J’ai été très surpris de cette diatribe de Frédéric Valletoux, reprise par les élus, qui amène à une désinformation. On sait pourtant que Frédéric Valletoux a une connaissance de la réalité du terrain. Aujourd’hui, la moitié des généralistes ne participe pas à la permanence des soins. Pourquoi ? Parce qu’il n’y en a pas besoin. Quand on a 96 % de la permanence des soins qui est assurée les week-ends et jours fériés, 95 % en soirée, que va-t-on faire de ces médecins qu’on obligerait à prendre des gardes ? Il n’y en a pas à prendre. Les zones blanches, ce sont des zones où il n’y a de toute façon pas de praticiens. Les médecins le faisaient avant, mais dans les grandes villes où il y avait deux tours de garde entre la leur et celle de SOS Médecins. Or je rappelle que ce sont les ARS qui les ont supprimées. On ne va quand même pas reprocher aux généralistes aujourd’hui de ne pas faire de gardes alors que c’est l’ARS qui a supprimé leur tour de garde !

 

Vous êtes donc opposé à toute obligation de garde ?

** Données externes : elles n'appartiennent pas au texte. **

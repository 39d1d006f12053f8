//! Markup - a forgiving HTML fragment parser and serializer.
//!
//! Handles what templates contain in practice: nested elements, quoted and
//! bare attribute values, void elements, comments, raw-text elements and
//! the common character references. It does not build implied `<tbody>`s
//! or perform the full adoption-agency dance.

use super::node::{Document, NodeId, NodeKind};

const VOID_ELEMENTS: &[&str] = &[
    "area", "base", "br", "col", "embed", "hr", "img", "input", "link", "meta", "source",
    "track", "wbr",
];

const RAW_TEXT_ELEMENTS: &[&str] = &["script", "style", "textarea"];

/// Elements closed implicitly when a sibling of the same kind opens.
const SELF_CLOSING_SIBLINGS: &[&str] = &["li", "option", "p"];

pub(crate) fn is_void(tag: &str) -> bool {
    VOID_ELEMENTS.contains(&tag)
}

// =============================================================================
// Character references
// =============================================================================

pub(crate) fn decode_entities(raw: &str) -> String {
    if !raw.contains('&') {
        return raw.to_string();
    }
    let mut out = String::with_capacity(raw.len());
    let mut rest = raw;
    while let Some(amp) = rest.find('&') {
        out.push_str(&rest[..amp]);
        rest = &rest[amp..];
        let decoded = rest.find(';').filter(|end| *end <= 10).and_then(|end| {
            let name = &rest[1..end];
            let c = match name {
                "amp" => Some('&'),
                "lt" => Some('<'),
                "gt" => Some('>'),
                "quot" => Some('"'),
                "apos" => Some('\''),
                "nbsp" => Some('\u{a0}'),
                _ => name.strip_prefix('#').and_then(|num| {
                    let code = match num.strip_prefix(['x', 'X']) {
                        Some(hex) => u32::from_str_radix(hex, 16).ok(),
                        None => num.parse::<u32>().ok(),
                    };
                    code.and_then(char::from_u32)
                }),
            };
            c.map(|c| (c, end))
        });
        match decoded {
            Some((c, end)) => {
                out.push(c);
                rest = &rest[end + 1..];
            }
            None => {
                out.push('&');
                rest = &rest[1..];
            }
        }
    }
    out.push_str(rest);
    out
}

fn escape_text(text: &str) -> String {
    text.replace('&', "&amp;")
        .replace('<', "&lt;")
        .replace('>', "&gt;")
        .replace('\u{a0}', "&nbsp;")
}

fn escape_attribute(value: &str) -> String {
    value
        .replace('&', "&amp;")
        .replace('"', "&quot;")
        .replace('\u{a0}', "&nbsp;")
}

// =============================================================================
// Parser
// =============================================================================

struct Cursor<'a> {
    src: &'a str,
    pos: usize,
}

impl<'a> Cursor<'a> {
    fn rest(&self) -> &'a str {
        &self.src[self.pos..]
    }

    fn eof(&self) -> bool {
        self.pos >= self.src.len()
    }

    fn peek(&self) -> Option<char> {
        self.rest().chars().next()
    }

    fn bump(&mut self) -> Option<char> {
        let c = self.peek()?;
        self.pos += c.len_utf8();
        Some(c)
    }

    fn skip_whitespace(&mut self) {
        while self.peek().is_some_and(char::is_whitespace) {
            self.bump();
        }
    }

    /// Advance past `needle`, or to the end if it never appears.
    fn skip_past(&mut self, needle: &str) -> &'a str {
        let rest = self.rest();
        match rest.find(needle) {
            Some(i) => {
                self.pos += i + needle.len();
                &rest[..i]
            }
            None => {
                self.pos = self.src.len();
                rest
            }
        }
    }

    fn take_while(&mut self, keep: impl Fn(char) -> bool) -> &'a str {
        let start = self.pos;
        while self.peek().is_some_and(&keep) {
            self.bump();
        }
        &self.src[start..self.pos]
    }
}

fn is_name_char(c: char) -> bool {
    !c.is_whitespace() && !matches!(c, '>' | '/' | '=' | '<' | '"' | '\'')
}

struct OpenTag {
    name: String,
    attributes: Vec<(String, String)>,
    self_closing: bool,
}

fn parse_open_tag(cursor: &mut Cursor<'_>) -> OpenTag {
    let name = cursor.take_while(is_name_char).to_ascii_lowercase();
    let mut attributes: Vec<(String, String)> = Vec::new();
    let mut self_closing = false;
    loop {
        cursor.skip_whitespace();
        match cursor.peek() {
            None => break,
            Some('>') => {
                cursor.bump();
                break;
            }
            Some('/') => {
                cursor.bump();
                if cursor.peek() == Some('>') {
                    cursor.bump();
                    self_closing = true;
                    break;
                }
            }
            Some(_) => {
                let attr = cursor.take_while(is_name_char).to_ascii_lowercase();
                if attr.is_empty() {
                    // Stray quote or '='; drop it.
                    cursor.bump();
                    continue;
                }
                cursor.skip_whitespace();
                let value = if cursor.peek() == Some('=') {
                    cursor.bump();
                    cursor.skip_whitespace();
                    match cursor.peek() {
                        Some(q @ ('"' | '\'')) => {
                            cursor.bump();
                            let raw = cursor.skip_past(if q == '"' { "\"" } else { "'" });
                            decode_entities(raw)
                        }
                        _ => decode_entities(cursor.take_while(|c| !c.is_whitespace() && c != '>')),
                    }
                } else {
                    String::new()
                };
                if !attributes.iter().any(|(n, _)| *n == attr) {
                    attributes.push((attr, value));
                }
            }
        }
    }
    OpenTag {
        name,
        attributes,
        self_closing,
    }
}

impl Document {
    /// Parse `html` and append the resulting nodes to `parent`.
    ///
    /// Returns the top-level nodes created.
    pub fn append_html(&self, parent: NodeId, html: &str) -> Vec<NodeId> {
        let mut cursor = Cursor { src: html, pos: 0 };
        let mut stack: Vec<(NodeId, String)> = vec![(parent, String::new())];
        let mut top_level = Vec::new();

        let mut attach = |doc: &Document, stack: &[(NodeId, String)], node: NodeId| {
            let (current, _) = &stack[stack.len() - 1];
            doc.append_child(*current, node);
            if stack.len() == 1 {
                top_level.push(node);
            }
        };

        while !cursor.eof() {
            let rest = cursor.rest();
            if rest.starts_with("<!--") {
                cursor.pos += 4;
                cursor.skip_past("-->");
            } else if rest.starts_with("<!") || rest.starts_with("<?") {
                cursor.skip_past(">");
            } else if rest.starts_with("</") {
                cursor.pos += 2;
                let name = cursor.take_while(is_name_char).to_ascii_lowercase();
                cursor.skip_past(">");
                if let Some(depth) = stack.iter().rposition(|(_, tag)| *tag == name) {
                    if depth > 0 {
                        stack.truncate(depth);
                    }
                }
            } else if rest.starts_with('<')
                && rest[1..].starts_with(|c: char| c.is_ascii_alphabetic())
            {
                cursor.bump();
                let tag = parse_open_tag(&mut cursor);
                if SELF_CLOSING_SIBLINGS.contains(&tag.name.as_str())
                    && stack.len() > 1
                    && stack[stack.len() - 1].1 == tag.name
                {
                    stack.pop();
                }
                let element = self.create_element(&tag.name);
                for (name, value) in &tag.attributes {
                    self.set_attribute(element, name, value);
                }
                attach(self, &stack, element);

                if RAW_TEXT_ELEMENTS.contains(&tag.name.as_str()) && !tag.self_closing {
                    let close = format!("</{}", tag.name);
                    let body = cursor.skip_past(&close);
                    cursor.skip_past(">");
                    if !body.is_empty() {
                        let text = if tag.name == "textarea" {
                            decode_entities(body)
                        } else {
                            body.to_string()
                        };
                        let child = self.create_text(&text);
                        self.append_child(element, child);
                    }
                } else if !tag.self_closing && !is_void(&tag.name) {
                    stack.push((element, tag.name));
                }
            } else {
                let start = cursor.pos;
                cursor.bump();
                let end = cursor.rest().find('<').map_or(html.len(), |i| cursor.pos + i);
                cursor.pos = end;
                let text = decode_entities(&html[start..end]);
                let node = self.create_text(&text);
                attach(self, &stack, node);
            }
        }
        top_level
    }

    /// Parse `html` into detached top-level nodes.
    pub fn parse_fragment(&self, html: &str) -> Vec<NodeId> {
        let holder = self.create_element("template");
        let nodes = self.append_html(holder, html);
        self.clear_children(holder);
        nodes
    }

    /// Replace the children of `node` with parsed `html`.
    pub fn set_inner_html(&self, node: NodeId, html: &str) {
        self.clear_children(node);
        self.append_html(node, html);
    }

    /// Serialized children of `node`.
    pub fn inner_html(&self, node: NodeId) -> String {
        let raw = RAW_TEXT_ELEMENTS.contains(&self.local_name(node).as_str());
        let mut out = String::new();
        for child in self.children(node) {
            if raw && !self.is_element(child) {
                out.push_str(&self.text_content(child));
            } else {
                self.serialize_into(child, &mut out);
            }
        }
        out
    }

    /// Serialized `node` including its own tag.
    pub fn outer_html(&self, node: NodeId) -> String {
        let mut out = String::new();
        self.serialize_into(node, &mut out);
        out
    }

    fn serialize_into(&self, node: NodeId, out: &mut String) {
        let element = {
            let nodes = self.nodes.borrow();
            match &nodes[node.0].kind {
                NodeKind::Text(text) => {
                    out.push_str(&escape_text(text));
                    None
                }
                NodeKind::Element(data) => Some((data.tag.clone(), data.attributes.clone())),
            }
        };
        let Some((tag, attributes)) = element else {
            return;
        };
        out.push('<');
        out.push_str(&tag);
        for (name, value) in attributes {
            out.push(' ');
            out.push_str(&name);
            out.push_str("=\"");
            out.push_str(&escape_attribute(&value));
            out.push('"');
        }
        out.push('>');
        if is_void(&tag) {
            return;
        }
        out.push_str(&self.inner_html(node));
        out.push_str("</");
        out.push_str(&tag);
        out.push('>');
    }
}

Oui. La question qu’on peut se poser compte tenu de tout cela, en revanche, c’est si Frédéric Valletoux n’aurait pas en tête de faire prendre des gardes à l’hôpital aux généralistes. Mais… Ces médecins travaillent plus de cinquante heures par semaine. À l’hôpital, quand on est de garde, on récupère le lendemain. Et là, on voudrait demander à des médecins généralistes qui ont une charge horaire conséquente de venir prendre des gardes à l’hôpital sans récup’ le lendemain ? Pour qu’on travaille soixante-dix, quatre-vingts heures par semaine ? Je le dis clairement : c’est le goulag, monsieur Valletoux. À un moment, je pense que le président de la FHF confond la présidence d’une fédération hospitalière avec ses propres ambitions politiques.

 

Les généralistes sont-ils inquiets à l’approche de cet été ?

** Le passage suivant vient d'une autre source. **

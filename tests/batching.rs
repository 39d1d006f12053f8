//! Render batching across components and flushes.

mod common;

use std::cell::{Cell, RefCell};
use std::rc::Rc;

use pretty_assertions::assert_eq;
use proptest::prelude::*;
use spark_bind::{BindConfig, ComponentType, Value};

use common::{Fixture, counting};

#[test]
fn test_synchronous_writes_render_once() {
    let fx = Fixture::new();
    let (ty, renders) = counting("Pair");
    let c = fx.mount(r#"<div data-state="{ a: 0, b: 0 }"></div>"#, &ty);
    fx.tick();
    assert_eq!(renders.get(), 1);

    let state = c.state();
    state.set("a", 1).unwrap();
    state.set("b", 2).unwrap();
    state.set("a", 3).unwrap();
    assert_eq!(renders.get(), 1);
    fx.tick();

    assert_eq!(renders.get(), 2);
    assert_eq!(state.get_value("a"), Value::from(3));
    assert_eq!(state.get_value("b"), Value::from(2));
}

#[test]
fn test_same_value_write_still_renders() {
    let fx = Fixture::new();
    let (ty, renders) = counting("Same");
    let c = fx.mount(r#"<div data-state="{ a: 1 }"></div>"#, &ty);
    fx.tick();

    c.state().set("a", 1).unwrap();
    fx.tick();
    assert_eq!(renders.get(), 2);
}

#[test]
fn test_nested_and_array_writes_schedule_render() {
    let fx = Fixture::new();
    let (ty, renders) = counting("Deep");
    let c = fx.mount(r#"<div data-state="{ user: { tags: ['a'] } }"><b :text="user.tags.length"></b></div>"#, &ty);
    fx.tick();

    c.state().at("user").at("tags").push("b").unwrap();
    fx.tick();
    assert_eq!(renders.get(), 2);
    assert_eq!(fx.text("b"), "2");

    c.state().at("user").at("tags").set(0usize, "z").unwrap();
    fx.tick();
    assert_eq!(renders.get(), 3);
}

#[test]
fn test_components_render_in_enqueue_order() {
    let fx = Fixture::new();
    let order = Rc::new(RefCell::new(Vec::new()));
    let log = order.clone();
    let ty = ComponentType::new("Ordered").update(move |c, cx| {
        log.borrow_mut().push(format!("{}={}", c.id(), cx.get("v")));
    });
    let first = fx.mount(r#"<div data-state="{ v: 1 }"></div>"#, &ty);
    let second = fx.mount(r#"<div data-state="{ v: 2 }"></div>"#, &ty);
    fx.tick();
    order.borrow_mut().clear();

    second.state().set("v", 20).unwrap();
    first.state().set("v", 10).unwrap();
    second.state().set("v", 21).unwrap();
    fx.tick();

    assert_eq!(
        *order.borrow(),
        vec![format!("{}=21", second.id()), format!("{}=10", first.id())]
    );
}

#[test]
fn test_write_during_render_is_deferred() {
    let fx = Fixture::new();
    let renders = Rc::new(Cell::new(0));
    let seen = renders.clone();
    let ty = ComponentType::new("Settle").update(move |c, cx| {
        seen.set(seen.get() + 1);
        if cx.get("n").to_number() < 3.0 {
            let next = cx.get("n").to_number() + 1.0;
            c.state().set("n", next).unwrap();
        }
    });
    let c = fx.mount(r#"<div data-state="{ n: 0 }"><i :text="n"></i></div>"#, &ty);
    let generation = fx.runtime.scheduler().generation();

    fx.tick();

    // Each render's write lands in the following flush.
    assert_eq!(renders.get(), 4);
    assert_eq!(fx.runtime.scheduler().generation(), generation + 4);
    assert_eq!(c.state().get_value("n"), Value::from(3));
    assert_eq!(fx.text("i"), "3");
}

#[test]
fn test_runaway_render_loop_is_cut_off() {
    let config = BindConfig {
        max_flush_depth: 5,
        ..Default::default()
    };
    let fx = Fixture::with_config(config);
    let renders = Rc::new(Cell::new(0));
    let seen = renders.clone();
    let ty = ComponentType::new("Runaway").update(move |c, cx| {
        seen.set(seen.get() + 1);
        let next = cx.get("n").to_number() + 1.0;
        c.state().set("n", next).unwrap();
    });
    let c = fx.mount(r#"<div data-state="{ n: 0 }"></div>"#, &ty);

    fx.tick();

    assert_eq!(renders.get(), 6);
    assert!(!fx.runtime.scheduler().is_scheduled());
    assert_eq!(fx.runtime.scheduler().pending(), 0);

    // A fresh write starts a new chain.
    c.state().set("n", 0).unwrap();
    fx.tick();
    assert_eq!(renders.get(), 12);
}

proptest! {
    #[test]
    fn prop_any_write_burst_renders_once(writes in prop::collection::vec((0usize..3, -50i32..50), 1..24)) {
        let fx = Fixture::new();
        let (ty, renders) = counting("Burst");
        let c = fx.mount(r#"<div data-state="{ k0: 0, k1: 0, k2: 0 }"></div>"#, &ty);
        fx.tick();

        let mut expected = [0i32; 3];
        for (key, value) in &writes {
            c.state().set(format!("k{key}"), *value).unwrap();
            expected[*key] = *value;
        }
        fx.tick();

        prop_assert_eq!(renders.get(), 2);
        for (key, value) in expected.iter().enumerate() {
            prop_assert_eq!(c.state().get_value(format!("k{key}")), Value::from(*value));
        }
    }
}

Oui, ils sont inquiets, car quand des services d’urgence ferment, c’est nécessairement une activité plus importante pour les généralistes qui ont déjà la tête sous l’eau. Déjà aujourd’hui, des médecins régulateurs sont au bord du craquage et ont parfois 70 appels à réguler en deux heures. Cela entraîne du désengagement. Les dysfonctionnements de l’hôpital vont entraîner des dysfonctionnements de la médecine libérale. Une dernière chose est à noter : ces discours leur renvoient une image négative malgré tout ce qu’ils peuvent donner. Globalement, ce manque de reconnaissance est frustrant. Malheureusement, on commence à en avoir l’habitude : pendant l’épisode Covid, le personnel de l’hôpital a eu beaucoup de reconnaissance, contrairement aux libéraux qui n’ont rien eu.